The emergency workaround is to remove the offending header.
If you try to rewrite it, you're likely to break it in new and interesting ways.

  -- Noel Jones

On 11/12/2009 7:51 AM, Arjan Melein wrote:
Is there no way to somehow rewrite it instead of removing it fully ?
I know its better to fix GroupWise, I've been *trying* to get it fixed
really hard for a few weeks now, but trying to get Novell to move a
little is like trying to fight a major house fire with just a supersoaker ..
I need a temporary solution because people are starting to get really
annoyed by their e-mail not getting where it should be. The ISP in
question does not give a valid error and e-mails just vanish into thin
air when they're sent there.
-
Arjan

 >>> Op 12-11-2009 om 14:40 is door Noel Jones <njo...@megan.vbhcs.org>
geschreven:
On 11/12/2009 3:50 AM, Arjan Melein wrote:
 > Hello,
 >
 > I am currently having an issue where our enterprise mail system is
bugged(groupwise8sp1) and for some unknown reason, even for Novell, it
is adding ";1:1" to the end of the TO: line and this is causing e-mails
to bounce with a certain ISP who has very strict header checking.
 > I'm using postfix as the MTA for our MailScanner setup so I'm
currently trying to figure out if and how it's possible to somehow strip
the ;1:1 from outgoing e-mails.
 > I ran into the REPLACE function for the header checks but I can't
seem to figure out how to properly use it (still working on my regexp
knowledge)
 > Currently the header_checks only holds '/^Received:/ HOLD' so the
scanner can pick it up.
 >
 > Is there anyone who can give me some pointers on if this is possible
and how ?
 >
 > My only other option is to use a 2nd hold directory and write some
kind of script to pick up e-mails and rewrite them before handing them
to the scanner.
 >
 > -
 > Arjan
 >

You'll need to fix this on the groupwise server.

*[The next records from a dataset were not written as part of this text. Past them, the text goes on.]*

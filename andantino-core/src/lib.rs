//! Andantino Core - Game engine and search
//!
//! This crate provides the engine for Andantino on a side-10 hexagon:
//! - Board geometry (offset hex grid, neighbours, five-cell windows)
//! - Game state with incremental make/undo and a move frontier
//! - Position hashing and evaluation
//! - Alpha-beta search with a transposition table
//! - Background iterative deepening and Monte Carlo playouts

pub mod board;
pub mod error;
pub mod hash;
pub mod game;
pub mod eval;
pub mod search;
pub mod control;
pub mod playout;
pub mod config;

// Re-exports for convenient access
pub use board::{Board, Cell, Direction, CELL_COUNT, CENTER, DIRECTIONS, LINE_LENGTH};
pub use error::{ConfigError, MoveError, ParseCellError};
pub use hash::StateHash;
pub use game::{FreeSpot, GameResult, GameState, Move, MoveGuard, Player, Score};
pub use eval::{evaluate, MAX_SCORE};
pub use search::{search, search_fixed_depth, SearchResult, StopSignal, TranspositionTable, SEARCH_BOUND};
pub use control::{SearchControl, SearchReport, StopReason};
pub use playout::{MonteCarlo, MoveStats};
pub use config::{EngineConfig, EngineKind, MonteCarloConfig, SearchConfig};
//! Selfplay command - one engine plays both sides
//!
//! ## Architecture
//!
//! - Level 1: run() - orchestration
//! - Level 2: play_game(), report_results()
//! - Level 3: choose_move()

use anyhow::{Context, Result};
use clap::{Args, ValueEnum};
use serde::Serialize;

use andantino_core::{
    Cell, EngineConfig, EngineKind, GameResult, GameState, MonteCarlo, Move, SearchConfig,
    SearchControl,
};

use crate::position;

// ============================================================================
// COMMAND ARGUMENTS
// ============================================================================

#[derive(Clone, Copy, ValueEnum)]
pub enum EngineArg {
    AlphaBeta,
    MonteCarlo,
}

impl From<EngineArg> for EngineKind {
    fn from(engine: EngineArg) -> Self {
        match engine {
            EngineArg::AlphaBeta => EngineKind::AlphaBeta,
            EngineArg::MonteCarlo => EngineKind::MonteCarlo,
        }
    }
}

#[derive(Args)]
pub struct SelfplayArgs {
    /// Move picker (defaults to the config file's engine)
    #[arg(long, value_enum)]
    pub engine: Option<EngineArg>,

    /// Maximum search depth per move
    #[arg(long)]
    pub depth: Option<u32>,

    /// Time limit per move in milliseconds (0 = none)
    #[arg(long)]
    pub time_ms: Option<u64>,

    /// Stop after this many moves
    #[arg(long, default_value = "271")]
    pub max_moves: u16,

    /// Random seed for Monte Carlo playouts
    #[arg(long)]
    pub seed: Option<u64>,

    /// Output results as JSON
    #[arg(long)]
    pub json: bool,
}

/// A finished or truncated game
#[derive(Serialize)]
struct GameRecord {
    engine: EngineKind,
    result: GameResult,
    plies: u16,
    moves: Vec<Move>,
}

/// Resolved move picker
enum Engine {
    AlphaBeta(SearchConfig),
    MonteCarlo(MonteCarlo),
}

// ============================================================================
// LEVEL 1 - ORCHESTRATION
// ============================================================================

pub fn run(args: SelfplayArgs, config: EngineConfig) -> Result<()> {
    let kind = args.engine.map_or(config.engine, EngineKind::from);
    let mut engine = build_engine(&args, kind, config)?;

    tracing::info!("Starting selfplay with {:?} (max {} moves)", kind, args.max_moves);
    let state = play_game(&mut engine, args.max_moves)?;

    let record = GameRecord {
        engine: kind,
        result: state.result(),
        plies: state.ply(),
        moves: state.moves().to_vec(),
    };
    report_results(&record, &state, args.json)
}

// ============================================================================
// LEVEL 2 - PHASES
// ============================================================================

fn build_engine(args: &SelfplayArgs, kind: EngineKind, config: EngineConfig) -> Result<Engine> {
    match kind {
        EngineKind::AlphaBeta => {
            let mut search = config.search;
            if let Some(depth) = args.depth {
                search = search.with_max_depth(depth);
            }
            if let Some(time_ms) = args.time_ms {
                search = search.with_time_limit_ms(time_ms);
            }
            search.validate().context("Invalid search settings")?;
            Ok(Engine::AlphaBeta(search))
        }
        EngineKind::MonteCarlo => {
            let mut playouts = config.monte_carlo;
            if let Some(seed) = args.seed {
                playouts = playouts.with_seed(seed);
            }
            playouts.validate().context("Invalid playout settings")?;
            Ok(Engine::MonteCarlo(MonteCarlo::from_config(playouts)))
        }
    }
}

fn play_game(engine: &mut Engine, max_moves: u16) -> Result<GameState> {
    let mut state = GameState::new();

    while !state.is_end_game() && state.ply() < max_moves {
        let (returned, cell) = choose_move(engine, state);
        state = returned;
        let Some(cell) = cell else {
            tracing::warn!("No move available at ply {}", state.ply());
            break;
        };
        tracing::debug!("ply {}: {:?} plays {}", state.ply(), state.current_player(), cell);
        state
            .try_make_move(cell)
            .with_context(|| format!("Engine chose an illegal move at ply {}", state.ply()))?;
    }

    tracing::info!("Game finished after {} plies: {:?}", state.ply(), state.result());
    Ok(state)
}

fn report_results(record: &GameRecord, state: &GameState, json: bool) -> Result<()> {
    if json {
        println!("{}", serde_json::to_string_pretty(record)?);
        return Ok(());
    }

    print!("{}", position::render(state));
    println!();
    let moves: Vec<String> = record.moves.iter().map(|m| m.cell.to_string()).collect();
    println!("moves: {}", moves.join(" "));
    println!("{:?} after {} plies", record.result, record.plies);
    Ok(())
}

// ============================================================================
// LEVEL 3 - STEPS
// ============================================================================

/// The alpha-beta worker takes the position by value and hands it back
fn choose_move(engine: &mut Engine, mut state: GameState) -> (GameState, Option<Cell>) {
    match engine {
        Engine::AlphaBeta(config) => {
            let (state, report) = SearchControl::start(state, *config).wait();
            tracing::debug!(
                "depth {} value {} nodes {} in {} ms",
                report.depth_reached,
                report.value,
                report.nodes,
                report.elapsed_ms
            );
            (state, report.best_move)
        }
        Engine::MonteCarlo(picker) => {
            let best = picker.best_move(&mut state).map(|stats| stats.cell);
            (state, best)
        }
    }
}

RFC822 header syntax is quite complex. I don't think it's
possible to create a regular expression that correctly handles
and fixes every case, especially with multiple addresses in a
header.

If you must fix this in postfix, your best choice is probably
to just remove the header with IGNORE.

# header_checks
/^(To|CC): .*;1:1/ IGNORE

Postfix will then insert the undisclosed_recipients_header in
the message.

This is a very ugly solution. Better to fix groupwise.